The class of equity securities to which this Statement relates is shares of Common Stock, par value $0.0001 per share (the “Shares”), of Cyclo Therapeutics, Inc., a Nevada corporation (the “Company”). The principal executive offices of the Company are located at 6714 NW 16th Street, Suite B Gainesville, Florida 32653.
ITEM 2. IDENTITY AND BACKGROUND.
Rafael Holdings, Inc. (“Rafael”), is a Delaware corporation with its principal place of business at 520 Broad Street, Newark, New Jersey 07102.
During the last five years, Rafael has not been convicted in a criminal proceeding.
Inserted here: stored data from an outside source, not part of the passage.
use crate::error::ToolError;
use async_trait::async_trait;
use serde::Serialize;
use serde_json::Value;
use std::collections::HashMap;
use std::fmt;
use std::sync::Arc;

/// A function the model may call during a session.
///
/// Implementations must tolerate concurrent calls: the session runtime
/// dispatches each invocation independently and does not serialize them.
#[async_trait]
pub trait Tool: Send + Sync {
    /// Name the model uses to refer to this tool.
    fn name(&self) -> &str;

    /// Description surfaced to the model.
    fn description(&self) -> &str;

    /// JSON schema of the tool's arguments.
    fn parameters(&self) -> Value;

    /// Executes the tool with the model-supplied arguments.
    async fn call(&self, arguments: Value) -> Result<String, ToolError>;
}

/// Wire descriptor for a registered tool, sent with the session config.
#[derive(Debug, Clone, Serialize)]
pub struct ToolDescriptor {
    #[serde(rename = "type")]
    pub kind: &'static str,
    pub name: String,
    pub description: String,
    pub parameters: Value,
}

/// The set of tools available to one session, keyed by name.
#[derive(Clone, Default)]
pub struct ToolRegistry {
    tools: HashMap<String, Arc<dyn Tool>>,
}

impl ToolRegistry {
    pub fn new() -> Self {
        Self {
            tools: HashMap::new(),
        }
    }

    /// Registers a tool under its own name. A later registration with the
    /// same name replaces the earlier one.
    pub fn register(&mut self, tool: Arc<dyn Tool>) {
        self.tools.insert(tool.name().to_string(), tool);
    }

    pub fn is_empty(&self) -> bool {
        self.tools.is_empty()
    }

    pub fn len(&self) -> usize {
        self.tools.len()
    }

    pub fn get(&self, name: &str) -> Option<Arc<dyn Tool>> {
        self.tools.get(name).cloned()
    }

    /// Wire descriptors for every registered tool.
    pub fn descriptors(&self) -> Vec<ToolDescriptor> {
        self.tools
            .values()
            .map(|tool| ToolDescriptor {
                kind: "function",
                name: tool.name().to_string(),
                description: tool.description().to_string(),
                parameters: tool.parameters(),
            })
            .collect()
    }

    /// Parses the raw argument JSON and runs the named tool.
    pub async fn dispatch(&self, name: &str, raw_arguments: &str) -> Result<String, ToolError> {
        let tool = self
            .get(name)
            .ok_or_else(|| ToolError::UnknownTool(name.to_string()))?;
        let arguments: Value = serde_json::from_str(raw_arguments)?;
        tool.call(arguments).await
    }
}

impl fmt::Debug for ToolRegistry {
    fn fmt(&self, f: &mut fmt::Formatter<'_>) -> fmt::Result {
        f.debug_struct("ToolRegistry")
            .field("tools", &self.tools.keys().collect::<Vec<_>>())
            .finish()
    }
}

#[cfg(test)]
mod tests {
    use super::*;

    struct EchoTool;

    #[async_trait]
    impl Tool for EchoTool {
        fn name(&self) -> &str {
            "echo"
        }

        fn description(&self) -> &str {
            "Echoes the text argument back"
        }

        fn parameters(&self) -> Value {
            serde_json::json!({
                "type": "object",
                "properties": {
                    "text": { "type": "string" }
                },
                "required": ["text"]
            })
        }

        async fn call(&self, arguments: Value) -> Result<String, ToolError> {
            Ok(arguments["text"].as_str().unwrap_or_default().to_string())
        }
    }

    #[tokio::test]
    async fn dispatch_runs_the_named_tool() {
        let mut registry = ToolRegistry::new();
        registry.register(Arc::new(EchoTool));

        let output = registry
            .dispatch("echo", r#"{"text":"hi"}"#)
            .await
            .expect("dispatch should succeed");
        assert_eq!(output, "hi");
    }

    #[tokio::test]
    async fn dispatch_rejects_unknown_tools() {
        let registry = ToolRegistry::new();

        let err = registry
            .dispatch("nope", "{}")
            .await
            .expect_err("unknown tool should fail");
        assert!(matches!(err, ToolError::UnknownTool(_)));
    }

    #[tokio::test]
    async fn dispatch_rejects_malformed_arguments() {
        let mut registry = ToolRegistry::new();
        registry.register(Arc::new(EchoTool));

        let err = registry
            .dispatch("echo", "{not json")
            .await
            .expect_err("malformed arguments should fail");
        assert!(matches!(err, ToolError::InvalidArguments(_)));
    }

    #[test]
    fn descriptors_use_the_function_type() {
        let mut registry = ToolRegistry::new();
        registry.register(Arc::new(EchoTool));

        let descriptors = registry.descriptors();
        assert_eq!(descriptors.len(), 1);

        let json = serde_json::to_value(&descriptors[0]).expect("serialization should not fail");
        assert_eq!(json["type"], "function");
        assert_eq!(json["name"], "echo");
        assert_eq!(json["parameters"]["type"], "object");
    }
}
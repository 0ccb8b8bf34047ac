//! API handlers for the dispatch server.

use crate::jobs::JobRecord;
use crate::AppState;
use axum::{
    extract::{Extension, Json, Path},
    http::StatusCode,
    response::{IntoResponse, Response},
};
use serde::{Deserialize, Serialize};
use std::sync::Arc;
use thiserror::Error;
use uuid::Uuid;

/// Request body for job dispatch.
#[derive(Debug, Deserialize)]
pub struct DispatchRequest {
    /// The room the assistant should join.
    #[serde(rename = "roomName")]
    pub room_name: String,
}

/// Response body for successful dispatch.
#[derive(Debug, Serialize)]
pub struct DispatchResponse {
    /// The assigned job ID.
    #[serde(rename = "jobId")]
    pub job_id: Uuid,
}

/// API error type mapping to HTTP status codes.
#[derive(Debug, Error)]
pub enum ApiError {
    #[error("invalid input: {0}")]
    BadRequest(String),
    #[error("not found: {0}")]
    NotFound(String),
}

impl IntoResponse for ApiError {
    fn into_response(self) -> Response {
        let (status, message) = match self {
            ApiError::BadRequest(msg) => (StatusCode::BAD_REQUEST, msg),
            ApiError::NotFound(msg) => (StatusCode::NOT_FOUND, msg),
        };

        let body = Json(serde_json::json!({
            "error": message
        }));

        (status, body).into_response()
    }
}

/// Handler for `POST /jobs`.
pub async fn dispatch_handler(
    Extension(state): Extension<Arc<AppState>>,
    Json(payload): Json<DispatchRequest>,
) -> Result<Json<DispatchResponse>, ApiError> {
    let room_name = payload.room_name.trim();
    if room_name.is_empty() {
        return Err(ApiError::BadRequest("roomName must not be empty".to_string()));
    }

    let job_id = state
        .jobs
        .dispatch(state.assistant.clone(), room_name.to_string())
        .await;

    tracing::info!(job = %job_id, room = %room_name, "dispatched assistant job");

    Ok(Json(DispatchResponse { job_id }))
}

/// Handler for `GET /jobs`.
pub async fn list_jobs_handler(
    Extension(state): Extension<Arc<AppState>>,
) -> Json<Vec<JobRecord>> {
    Json(state.jobs.list().await)
}

/// Handler for `GET /jobs/{id}`.
pub async fn get_job_handler(
    Extension(state): Extension<Arc<AppState>>,
    Path(id): Path<Uuid>,
) -> Result<Json<JobRecord>, ApiError> {
    state
        .jobs
        .get(id)
        .await
        .map(Json)
        .ok_or_else(|| ApiError::NotFound(format!("job not found: {}", id)))
}

/// Handler for `DELETE /jobs/{id}`.
pub async fn cancel_job_handler(
    Extension(state): Extension<Arc<AppState>>,
    Path(id): Path<Uuid>,
) -> Result<StatusCode, ApiError> {
    if state.jobs.cancel(id).await {
        Ok(StatusCode::NO_CONTENT)
    } else {
        Err(ApiError::NotFound(format!("no running job: {}", id)))
    }
}
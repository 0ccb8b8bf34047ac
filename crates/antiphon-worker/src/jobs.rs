//! Tracking and lifecycle management for dispatched assistant jobs.

use antiphon_agent::{RealtimeSession, VoiceAssistant};
use chrono::{DateTime, Utc};
use serde::Serialize;
use std::collections::HashMap;
use std::sync::Arc;
use tokio::sync::RwLock;
use tokio::task::JoinHandle;
use uuid::Uuid;

/// Lifecycle state of a dispatched job.
#[derive(Debug, Clone, Copy, PartialEq, Eq, Serialize)]
#[serde(rename_all = "snake_case")]
pub enum JobState {
    /// The assistant is starting up or serving a conversation.
    Running,
    /// The session ended on its own.
    Completed,
    /// Startup failed before the session went live.
    Failed,
    /// The job was cancelled through the API.
    Cancelled,
}

/// Externally visible record of a job.
#[derive(Debug, Clone, Serialize)]
#[serde(rename_all = "camelCase")]
pub struct JobRecord {
    /// Unique job identifier.
    pub id: Uuid,
    /// Room the assistant was dispatched to.
    pub room_name: String,
    /// Current lifecycle state.
    pub state: JobState,
    /// Failure message, present only for failed jobs.
    #[serde(skip_serializing_if = "Option::is_none")]
    pub error: Option<String>,
    /// When the job was dispatched.
    pub started_at: DateTime<Utc>,
}

/// A tracked job: its record plus the handles needed to tear it down.
struct JobEntry {
    record: JobRecord,
    task: Option<JoinHandle<()>>,
    session: Option<Arc<dyn RealtimeSession>>,
}

/// Tracks dispatched jobs and owns their teardown.
#[derive(Clone, Default)]
pub struct JobManager {
    /// Tracked jobs: job id -> entry.
    jobs: Arc<RwLock<HashMap<Uuid, JobEntry>>>,
}

impl JobManager {
    pub fn new() -> Self {
        Self {
            jobs: Arc::new(RwLock::new(HashMap::new())),
        }
    }

    /// Starts an assistant job for a room and returns its id.
    ///
    /// The job is tracked before the task is spawned, so the id is
    /// immediately visible to `get` and `cancel`.
    pub async fn dispatch(&self, assistant: Arc<VoiceAssistant>, room_name: String) -> Uuid {
        let id = Uuid::new_v4();
        let record = JobRecord {
            id,
            room_name: room_name.clone(),
            state: JobState::Running,
            error: None,
            started_at: Utc::now(),
        };

        {
            let mut jobs = self.jobs.write().await;
            jobs.insert(
                id,
                JobEntry {
                    record,
                    task: None,
                    session: None,
                },
            );
        }

        let manager = self.clone();
        let handle = tokio::spawn(async move {
            match assistant.run(&room_name).await {
                Ok(session) => {
                    let session: Arc<dyn RealtimeSession> = Arc::from(session);
                    manager.attach_session(id, Arc::clone(&session)).await;
                    session.wait_closed().await;
                    manager.finish(id, None).await;
                }
                Err(e) => {
                    tracing::error!(job = %id, room = %room_name, "assistant job failed: {}", e);
                    manager.finish(id, Some(e.to_string())).await;
                }
            }
        });

        // A cancel may have landed between the insert and here; if so the
        // task must not keep running untracked.
        let mut jobs = self.jobs.write().await;
        match jobs.get_mut(&id) {
            Some(entry) if entry.record.state == JobState::Running => {
                entry.task = Some(handle);
            }
            _ => handle.abort(),
        }

        id
    }

    /// Records the live session handle for a running job.
    ///
    /// If the job was cancelled while the session was starting, the session
    /// is closed instead of stored.
    async fn attach_session(&self, id: Uuid, session: Arc<dyn RealtimeSession>) {
        let cancelled = {
            let mut jobs = self.jobs.write().await;
            match jobs.get_mut(&id) {
                Some(entry) if entry.record.state == JobState::Running => {
                    entry.session = Some(session.clone());
                    false
                }
                _ => true,
            }
        };

        if cancelled {
            session.close().await;
        }
    }

    /// Marks a running job as completed, or failed when an error is given.
    /// Jobs in any other state are left untouched.
    async fn finish(&self, id: Uuid, error: Option<String>) {
        let mut jobs = self.jobs.write().await;
        if let Some(entry) = jobs.get_mut(&id) {
            if entry.record.state != JobState::Running {
                return;
            }
            entry.record.state = match error {
                Some(message) => {
                    entry.record.error = Some(message);
                    JobState::Failed
                }
                None => JobState::Completed,
            };
            entry.session = None;
            entry.task = None;
        }
    }

    /// Cancels a running job: closes its session and stops its task.
    ///
    /// Returns `false` if the job does not exist or is no longer running.
    pub async fn cancel(&self, id: Uuid) -> bool {
        let (task, session) = {
            let mut jobs = self.jobs.write().await;
            match jobs.get_mut(&id) {
                Some(entry) if entry.record.state == JobState::Running => {
                    entry.record.state = JobState::Cancelled;
                    (entry.task.take(), entry.session.take())
                }
                _ => return false,
            }
        };

        if let Some(session) = session {
            session.close().await;
        }
        if let Some(task) = task {
            task.abort();
        }

        tracing::info!(job = %id, "job cancelled");
        true
    }

    /// Returns the record for a job, if it exists.
    pub async fn get(&self, id: Uuid) -> Option<JobRecord> {
        let jobs = self.jobs.read().await;
        jobs.get(&id).map(|entry| entry.record.clone())
    }

    /// Returns all job records, oldest first.
    pub async fn list(&self) -> Vec<JobRecord> {
        let jobs = self.jobs.read().await;
        let mut records: Vec<JobRecord> =
            jobs.values().map(|entry| entry.record.clone()).collect();
        records.sort_by_key(|record| record.started_at);
        records
    }
}

#[cfg(test)]
mod tests {
    use super::*;

    #[test]
    fn running_record_serializes_without_an_error_field() {
        let record = JobRecord {
            id: Uuid::nil(),
            room_name: "demo-room".to_string(),
            state: JobState::Running,
            error: None,
            started_at: Utc::now(),
        };

        let json = serde_json::to_value(&record).expect("serialization should not fail");
        assert_eq!(json["roomName"], "demo-room");
        assert_eq!(json["state"], "running");
        assert!(json.get("error").is_none());
        assert!(json.get("startedAt").is_some());
    }

    #[test]
    fn failed_record_carries_its_error() {
        let record = JobRecord {
            id: Uuid::nil(),
            room_name: "demo-room".to_string(),
            state: JobState::Failed,
            error: Some("Room service error: boom".to_string()),
            started_at: Utc::now(),
        };

        let json = serde_json::to_value(&record).expect("serialization should not fail");
        assert_eq!(json["state"], "failed");
        assert_eq!(json["error"], "Room service error: boom");
    }
}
During the last five years, Rafael was not a party to a civil proceeding of a judicial or administrative body of competent jurisdiction and is not subject to a judgment, decree or final order enjoining future violations of, or prohibiting or mandating activities subject to, federal or state securities laws, nor a finding of any violation with respect to such laws.
In accordance with the provisions of General Instruction C to Schedule 13D, information concerning the executive officers, directors and each person controlling Rafael, as applicable (collectively, the “Listed Persons”), required by Item 2 of Schedule 13D is provided on Schedule 1 and is incorporated by reference herein.
To Rafael’s knowledge, none of the persons listed on Schedule 1 as an executive officer or director has been, during the last five years, (i) convicted in a criminal proceeding, or (ii) a party to a civil proceeding of a judicial or administrative body of competent jurisdiction and as a result of such proceeding was or is subject to a judgment, decree or final order enjoining future violations of, or prohibiting or mandating activities subject to, federal or state securities laws or finding any violation with respect to such laws.
ITEM 3. SOURCE AND AMOUNT OF FUNDS OR OTHER CONSIDERATION.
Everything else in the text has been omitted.